• _Problem description_
Copy out each line containing "Duration" from the entries below.
Start of Block
use std::sync::atomic::{AtomicU64, AtomicUsize, Ordering};
use std::sync::Arc;
use std::time::{Duration, SystemTime};

/// Process-wide counters. Purely observational, nothing is gated on them.
#[derive(Debug)]
pub struct ServerStats {
    requests: AtomicU64,
    active_connections: AtomicUsize,
    started: SystemTime,
}

impl Default for ServerStats {
    fn default() -> Self {
        Self::new()
    }
}

impl ServerStats {
    pub fn new() -> Self {
        Self {
            requests: AtomicU64::new(0),
            active_connections: AtomicUsize::new(0),
            started: SystemTime::now(),
        }
    }

    pub fn record_request(&self) {
        self.requests.fetch_add(1, Ordering::Relaxed);
    }

    pub fn requests(&self) -> u64 {
        self.requests.load(Ordering::Relaxed)
    }

    pub fn active_connections(&self) -> usize {
        self.active_connections.load(Ordering::Relaxed)
    }

    /// Counts a connection as active until the returned guard is dropped.
    pub fn connection_opened(self: &Arc<Self>) -> ConnectionGuard {
        self.active_connections.fetch_add(1, Ordering::Relaxed);
        ConnectionGuard {
            stats: Arc::clone(self),
        }
    }

    pub fn snapshot(&self) -> StatsSnapshot {
        StatsSnapshot {
            requests: self.requests(),
            active_connections: self.active_connections(),
            started: self.started,
            uptime: self.started.elapsed().unwrap_or(Duration::ZERO),
        }
    }
}

/// Released on every exit path of a connection task, panics included.
#[derive(Debug)]
pub struct ConnectionGuard {
    stats: Arc<ServerStats>,
}

impl Drop for ConnectionGuard {
    fn drop(&mut self) {
        self.stats.active_connections.fetch_sub(1, Ordering::Relaxed);
    }
}

#[derive(Debug, Clone, Copy)]
pub struct StatsSnapshot {
    pub requests: u64,
    pub active_connections: usize,
    pub started: SystemTime,
    pub uptime: Duration,
}

impl StatsSnapshot {
    pub fn to_html(&self) -> String {
        format!(
            "<html><body><h1>Server stats</h1><ul><li>Requests: {}</li><li>Active connections: {}</li><li>Started: {}</li><li>Uptime: {}s</li></ul></body></html>",
            self.requests,
            self.active_connections,
            httpdate::fmt_http_date(self.started),
            self.uptime.as_secs()
        )
    }
}
use std::process::ExitCode;
use std::sync::Arc;

use clap::Parser;
use tracing_subscriber::{layer::SubscriberExt, util::SubscriberInitExt};

use minihttpd::{AuditLog, Config, Dispatcher, Server, ServerStats, StaticFiles};

fn main() -> ExitCode {
    tracing_subscriber::registry()
        .with(
            tracing_subscriber::EnvFilter::try_from_default_env()
                .unwrap_or_else(|_| "minihttpd=info".into()),
        )
        .with(tracing_subscriber::fmt::layer())
        .init();

    let config = Config::parse();

    let runtime = match tokio::runtime::Builder::new_multi_thread()
        .worker_threads(config.workers())
        .enable_all()
        .build()
    {
        Ok(runtime) => runtime,
        Err(e) => {
            tracing::error!(error = %e, "Failed to start runtime");
            return ExitCode::FAILURE;
        }
    };

    match runtime.block_on(run(config)) {
        Ok(()) => ExitCode::SUCCESS,
        Err(e) => {
            tracing::error!(error = %e, "Server failed");
            ExitCode::FAILURE
        }
    }
}

async fn run(config: Config) -> Result<(), Box<dyn std::error::Error>> {
    let static_files = StaticFiles::with_policy(config.static_dir.clone(), config.path_policy())?;
    let audit = AuditLog::open(&config.log_file)?;
    let dispatcher = Arc::new(Dispatcher::new(
        static_files,
        audit,
        Arc::new(ServerStats::new()),
    ));

    if config.stats_route {
        let stats = Arc::clone(dispatcher.stats());
        dispatcher.register_route("/stats", move |_, _, _| Ok(stats.snapshot().to_html()));
    }

    let server = Server::bind(&config, dispatcher).await?;

    tracing::info!(
        address = %server.local_addr()?,
        workers = config.workers(),
        static_dir = %config.static_dir,
        timeout_secs = config.timeout_secs,
        "Server started"
    );

    server.run().await?;
    Ok(())
}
End of Block
• _Answer box_
use std::time::{Duration, SystemTime};
            uptime: self.started.elapsed().unwrap_or(Duration::ZERO),
    pub uptime: Duration,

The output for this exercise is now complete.